#### INPUT DATA

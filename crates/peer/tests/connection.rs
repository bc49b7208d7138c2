use std::collections::HashMap;
use std::net::SocketAddr;
use std::sync::{Arc, Weak};
use std::time::Duration;

use auth::{AuthService, Claims, Permissions, SecretKey};
use futures::future::join_all;
use ipnet::IpNet;
use network_shared::messaging::{DEFAULT_MAX_FRAME_SIZE, envelope_pair};
use network_shared::protocol::{Authenticate, ListUnits, PROTOCOL_VERSION, PerformAction};
use network_shared::{ActionMode, Packet, Payload, UnitKind};
use peer::connection::AuthState;
use peer::{Connection, ConnectionError, ConnectionSettings, LocalPeer, Peer, PeerDetails, unit_fn};
use tokio::io::{AsyncWriteExt, duplex};

const CLIENT_ADDR: &str = "127.0.0.1:50000";
const SERVER_ADDR: &str = "127.0.0.1:5243";

fn addr(s: &str) -> SocketAddr {
    s.parse().unwrap()
}

fn settings() -> ConnectionSettings {
    ConnectionSettings {
        request_timeout: Duration::from_secs(2),
        idle_timeout: Duration::from_secs(5),
        ..ConnectionSettings::default()
    }
}

fn auth() -> Arc<AuthService> {
    Arc::new(AuthService::new(&SecretKey::generate().unwrap()))
}

async fn server_peer(auth: Arc<AuthService>) -> Arc<LocalPeer> {
    let local = LocalPeer::builder(PeerDetails::local(SERVER_ADDR), auth).build();
    local
        .register_action(
            "test",
            unit_fn(|arg: Payload| async move {
                let name: String = arg.decode()?;
                anyhow::Ok(Payload::from(format!("Hello, {name}!")))
            }),
        )
        .await
        .unwrap();
    local
        .register_action(
            "echo",
            unit_fn(|arg: Payload| async move {
                let n: u64 = arg.decode()?;
                tokio::time::sleep(Duration::from_millis(n % 7)).await;
                anyhow::Ok(arg)
            }),
        )
        .await
        .unwrap();
    local
        .register_action(
            "slow",
            unit_fn(|_| async {
                tokio::time::sleep(Duration::from_millis(300)).await;
                anyhow::Ok(Payload::from("late"))
            }),
        )
        .await
        .unwrap();
    local
}

fn dev_token(auth: &AuthService) -> String {
    auth.issue_dev_token().unwrap().to_string()
}

/// Returns (initiator, acceptor) over an in-memory stream.
async fn connect(
    local: &Arc<LocalPeer>,
    token: &str,
) -> Result<(Connection, Connection), ConnectionError> {
    let (a, b) = duplex(64 * 1024);
    let server = Connection::accept(b, addr(CLIENT_ADDR), Arc::downgrade(local), settings());
    let client = Connection::initiate(a, addr(SERVER_ADDR), token, Weak::new(), settings()).await?;
    Ok((client, server))
}

fn perform(action: &str, arg: Payload) -> Packet {
    Packet::PerformAction(PerformAction {
        action: action.into(),
        arg,
        mode: ActionMode::Perform,
    })
}

fn response_data(packet: Packet) -> Payload {
    match packet {
        Packet::ActionResponse(r) => r.data,
        other => panic!("expected ActionResponse, got {other:?}"),
    }
}

#[tokio::test]
async fn hello_world_over_authenticated_connection() {
    let auth = auth();
    let local = server_peer(Arc::clone(&auth)).await;
    let (client, server) = connect(&local, &dev_token(&auth)).await.unwrap();

    assert_eq!(client.permissions(), Some(Permissions::ALL));
    assert_eq!(server.permissions(), Some(Permissions::ALL));

    let out = client
        .request(perform("test", Payload::from("World")))
        .await
        .unwrap();
    assert_eq!(response_data(out), Payload::from("Hello, World!"));
    assert_eq!(client.pending_requests(), 0);
}

#[tokio::test(flavor = "multi_thread", worker_threads = 4)]
async fn concurrent_requests_are_correlated() {
    let auth = auth();
    let local = server_peer(Arc::clone(&auth)).await;
    let (client, _server) = connect(&local, &dev_token(&auth)).await.unwrap();

    let calls = (0u64..50).map(|n| {
        let client = client.clone();
        async move {
            let out = client
                .request(perform("echo", Payload::encode(&n).unwrap()))
                .await
                .unwrap();
            (n, response_data(out).decode::<u64>().unwrap())
        }
    });
    for (sent, got) in join_all(calls).await {
        assert_eq!(sent, got);
    }
    assert_eq!(client.pending_requests(), 0);
}

#[tokio::test]
async fn timed_out_request_discards_late_response() {
    let auth = auth();
    let local = server_peer(Arc::clone(&auth)).await;
    let (client, _server) = connect(&local, &dev_token(&auth)).await.unwrap();

    let err = client
        .request_with_timeout(perform("slow", Payload::null()), Duration::from_millis(50))
        .await
        .unwrap_err();
    assert!(matches!(err, ConnectionError::Timeout { .. }), "{err}");
    assert_eq!(client.pending_requests(), 0);

    // Let the late response arrive; it must not disturb later requests.
    tokio::time::sleep(Duration::from_millis(400)).await;
    assert!(client.is_connected());
    let out = client
        .request(perform("test", Payload::from("again")))
        .await
        .unwrap();
    assert_eq!(response_data(out), Payload::from("Hello, again!"));
}

#[tokio::test]
async fn request_times_out_while_the_write_is_stalled() {
    let auth = auth();
    let local = server_peer(auth).await;
    // The remote end never reads, so a large frame cannot be flushed.
    let (_remote, stream) = duplex(64);
    let conn = Connection::accept(stream, addr(CLIENT_ADDR), Arc::downgrade(&local), settings());

    let big = Payload::from("x".repeat(4096));
    let result = tokio::time::timeout(
        Duration::from_secs(2),
        conn.request_with_timeout(perform("test", big), Duration::from_millis(50)),
    )
    .await
    .expect("request ignored its own timeout");
    assert!(
        matches!(result, Err(ConnectionError::Timeout { .. })),
        "{result:?}"
    );
    assert_eq!(conn.pending_requests(), 0);
}

#[tokio::test]
async fn foreign_token_is_refused() {
    let auth = auth();
    let local = server_peer(Arc::clone(&auth)).await;
    let other = AuthService::new(&SecretKey::generate().unwrap());

    let err = connect(&local, &dev_token(&other)).await.unwrap_err();
    match err {
        ConnectionError::Unauthenticated(msg) => assert_eq!(msg, "authentication failed"),
        other => panic!("unexpected {other}"),
    }
}

#[tokio::test]
async fn token_from_wrong_network_is_refused() {
    let auth = auth();
    let local = server_peer(Arc::clone(&auth)).await;
    let net: IpNet = "10.0.0.0/8".parse().unwrap();
    let token = auth
        .issue(Claims::new(net, Permissions::ALL, time::Duration::hours(1)))
        .unwrap()
        .to_string();

    assert!(matches!(
        connect(&local, &token).await,
        Err(ConnectionError::Unauthenticated(_))
    ));
}

#[tokio::test]
async fn missing_permission_is_reported_as_remote_error() {
    let auth = auth();
    let local = server_peer(Arc::clone(&auth)).await;
    let net: IpNet = "127.0.0.0/8".parse().unwrap();
    let token = auth
        .issue(Claims::new(net, Permissions::READ_ACTIONS, time::Duration::hours(1)))
        .unwrap()
        .to_string();
    let (client, _server) = connect(&local, &token).await.unwrap();
    assert_eq!(client.permissions(), Some(Permissions::READ_ACTIONS));

    let err = client
        .request(perform("test", Payload::from("x")))
        .await
        .unwrap_err();
    match err {
        ConnectionError::Remote(msg) => assert!(msg.contains("permission denied"), "{msg}"),
        other => panic!("unexpected {other}"),
    }

    // Listing is covered by the granted mask.
    match client
        .request(Packet::ListUnits(ListUnits {
            kind: UnitKind::Action,
        }))
        .await
        .unwrap()
    {
        Packet::ListUnitsResponse(r) => assert_eq!(r.values, ["test", "echo", "slow"]),
        other => panic!("unexpected {other:?}"),
    }
}

#[tokio::test]
async fn unknown_action_is_reported_as_remote_error() {
    let auth = auth();
    let local = server_peer(Arc::clone(&auth)).await;
    let (client, _server) = connect(&local, &dev_token(&auth)).await.unwrap();

    let err = client
        .request(perform("missing", Payload::null()))
        .await
        .unwrap_err();
    match err {
        ConnectionError::Remote(msg) => assert!(msg.contains("not found"), "{msg}"),
        other => panic!("unexpected {other}"),
    }
    assert!(client.is_connected());
}

/// Sends `ListUnits` and then `Authenticate` from a hand-driven client and
/// returns both responses keyed by the request they answer.
async fn list_before_authenticate(token: String) -> (HashMap<u64, Packet>, u64, u64) {
    let auth = auth();
    let local = server_peer(Arc::clone(&auth)).await;
    let token = if token.is_empty() { dev_token(&auth) } else { token };

    let (client, server) = duplex(64 * 1024);
    let _conn = Connection::accept(server, addr(CLIENT_ADDR), Arc::downgrade(&local), settings());
    let (r, w) = tokio::io::split(client);
    let (mut reader, mut writer) = envelope_pair(r, w, DEFAULT_MAX_FRAME_SIZE);

    let list_id = writer
        .write(
            0,
            Packet::ListUnits(ListUnits {
                kind: UnitKind::Action,
            }),
        )
        .await
        .unwrap();
    let auth_id = writer
        .write(0, Packet::Authenticate(Authenticate::new(token)))
        .await
        .unwrap();

    let mut responses = HashMap::new();
    for _ in 0..2 {
        let envelope = tokio::time::timeout(Duration::from_secs(2), reader.read())
            .await
            .unwrap()
            .unwrap()
            .unwrap();
        responses.insert(envelope.responding_to, envelope.payload);
    }
    (responses, list_id, auth_id)
}

#[tokio::test]
async fn requests_wait_for_authentication() {
    let (responses, list_id, auth_id) = list_before_authenticate(String::new()).await;
    assert!(matches!(
        &responses[&auth_id],
        Packet::AuthenticateResponse(r) if r.granted
    ));
    match &responses[&list_id] {
        Packet::ListUnitsResponse(r) => assert_eq!(r.values, ["test", "echo", "slow"]),
        other => panic!("unexpected {other:?}"),
    }
}

#[tokio::test]
async fn requests_after_refused_authentication_are_invalid() {
    let (responses, list_id, auth_id) = list_before_authenticate("garbage".into()).await;
    match &responses[&auth_id] {
        Packet::AuthenticateResponse(r) => {
            assert!(!r.granted);
            assert_eq!(r.error.as_deref(), Some("authentication failed"));
        }
        other => panic!("unexpected {other:?}"),
    }
    assert!(matches!(&responses[&list_id], Packet::AuthenticateInvalid(_)));
}

/// Authenticates with each token in turn, then asks for the action list.
/// Returns whether each handshake was granted and the final reply.
async fn authenticate_in_turn(tokens: &[&str]) -> (Vec<bool>, Packet, AuthState) {
    let auth = auth();
    let local = server_peer(Arc::clone(&auth)).await;
    let valid = dev_token(&auth);

    let (client, server) = duplex(64 * 1024);
    let conn = Connection::accept(server, addr(CLIENT_ADDR), Arc::downgrade(&local), settings());
    let (r, w) = tokio::io::split(client);
    let (mut reader, mut writer) = envelope_pair(r, w, DEFAULT_MAX_FRAME_SIZE);

    let mut granted = Vec::new();
    for token in tokens {
        let token = if token.is_empty() { valid.clone() } else { token.to_string() };
        let id = writer
            .write(0, Packet::Authenticate(Authenticate::new(token)))
            .await
            .unwrap();
        let reply = reader.read().await.unwrap().unwrap();
        assert_eq!(reply.responding_to, id);
        match reply.payload {
            Packet::AuthenticateResponse(r) => granted.push(r.granted),
            other => panic!("unexpected {other:?}"),
        }
    }

    let list_id = writer
        .write(
            0,
            Packet::ListUnits(ListUnits {
                kind: UnitKind::Action,
            }),
        )
        .await
        .unwrap();
    let reply = reader.read().await.unwrap().unwrap();
    assert_eq!(reply.responding_to, list_id);
    (granted, reply.payload, conn.auth_state())
}

#[tokio::test]
async fn repeated_authenticate_cannot_revoke_a_grant() {
    let (granted, reply, state) = authenticate_in_turn(&["", "garbage"]).await;
    assert_eq!(granted, [true, false]);
    assert!(matches!(reply, Packet::ListUnitsResponse(_)), "{reply:?}");
    assert!(matches!(state, AuthState::Granted(_)));
}

#[tokio::test]
async fn refused_connection_stays_refused() {
    let (granted, reply, state) = authenticate_in_turn(&["garbage", ""]).await;
    assert_eq!(granted, [false, false]);
    assert!(matches!(reply, Packet::AuthenticateInvalid(_)), "{reply:?}");
    assert_eq!(state, AuthState::Denied);
}

#[tokio::test]
async fn other_protocol_version_is_refused() {
    let auth = auth();
    let local = server_peer(Arc::clone(&auth)).await;
    let (client, server) = duplex(64 * 1024);
    let conn = Connection::accept(server, addr(CLIENT_ADDR), Arc::downgrade(&local), settings());
    let (r, w) = tokio::io::split(client);
    let (mut reader, mut writer) = envelope_pair(r, w, DEFAULT_MAX_FRAME_SIZE);

    let handshake = Authenticate {
        version: PROTOCOL_VERSION + 1,
        ..Authenticate::new(dev_token(&auth))
    };
    writer
        .write(0, Packet::Authenticate(handshake))
        .await
        .unwrap();
    let reply = reader.read().await.unwrap().unwrap();
    assert!(matches!(reply.payload, Packet::AuthenticateResponse(r) if !r.granted));
    assert_eq!(conn.auth_state(), AuthState::Denied);
}

#[tokio::test]
async fn undecodable_frame_is_skipped() {
    let auth = auth();
    let local = server_peer(Arc::clone(&auth)).await;

    let (client, server) = duplex(64 * 1024);
    let conn = Connection::accept(server, addr(CLIENT_ADDR), Arc::downgrade(&local), settings());
    let (r, mut w) = tokio::io::split(client);
    // Valid length prefix, truncated envelope.
    w.write_all(&[0, 0, 0, 3, 1, 2, 3]).await.unwrap();
    let (mut reader, mut writer) = envelope_pair(r, w, DEFAULT_MAX_FRAME_SIZE);

    let auth_id = writer
        .write(
            0,
            Packet::Authenticate(Authenticate::new(dev_token(&auth))),
        )
        .await
        .unwrap();
    let reply = reader.read().await.unwrap().unwrap();
    assert_eq!(reply.responding_to, auth_id);
    assert!(matches!(reply.payload, Packet::AuthenticateResponse(r) if r.granted));
    assert!(conn.is_connected());
    assert!(matches!(conn.auth_state(), AuthState::Granted(_)));
}

#[tokio::test]
async fn silent_remote_hits_idle_timeout() {
    let auth = auth();
    let local = server_peer(auth).await;
    let (_client, server) = duplex(1024);
    let conn = Connection::accept(
        server,
        addr(CLIENT_ADDR),
        Arc::downgrade(&local),
        ConnectionSettings {
            idle_timeout: Duration::from_millis(100),
            ..settings()
        },
    );

    tokio::time::timeout(Duration::from_secs(2), conn.closed())
        .await
        .expect("idle connection was not closed");
    assert!(!conn.is_connected());
}

#[tokio::test]
async fn closing_fails_pending_requests() {
    let auth = auth();
    let local = server_peer(Arc::clone(&auth)).await;
    let (client, server) = connect(&local, &dev_token(&auth)).await.unwrap();

    let pending = {
        let client = client.clone();
        tokio::spawn(async move { client.request(perform("slow", Payload::null())).await })
    };
    tokio::time::sleep(Duration::from_millis(50)).await;
    server.close();

    let err = pending.await.unwrap().unwrap_err();
    assert!(matches!(err, ConnectionError::Closed), "{err}");
    tokio::time::timeout(Duration::from_secs(1), client.closed())
        .await
        .unwrap();
    assert!(matches!(
        client.send(Packet::Empty).await,
        Err(ConnectionError::NotConnected)
    ));
}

########

This task calls for the number of lines in the entries that contain the string "UnitKind", with no accompanying text.

- [RESPONSE]: 4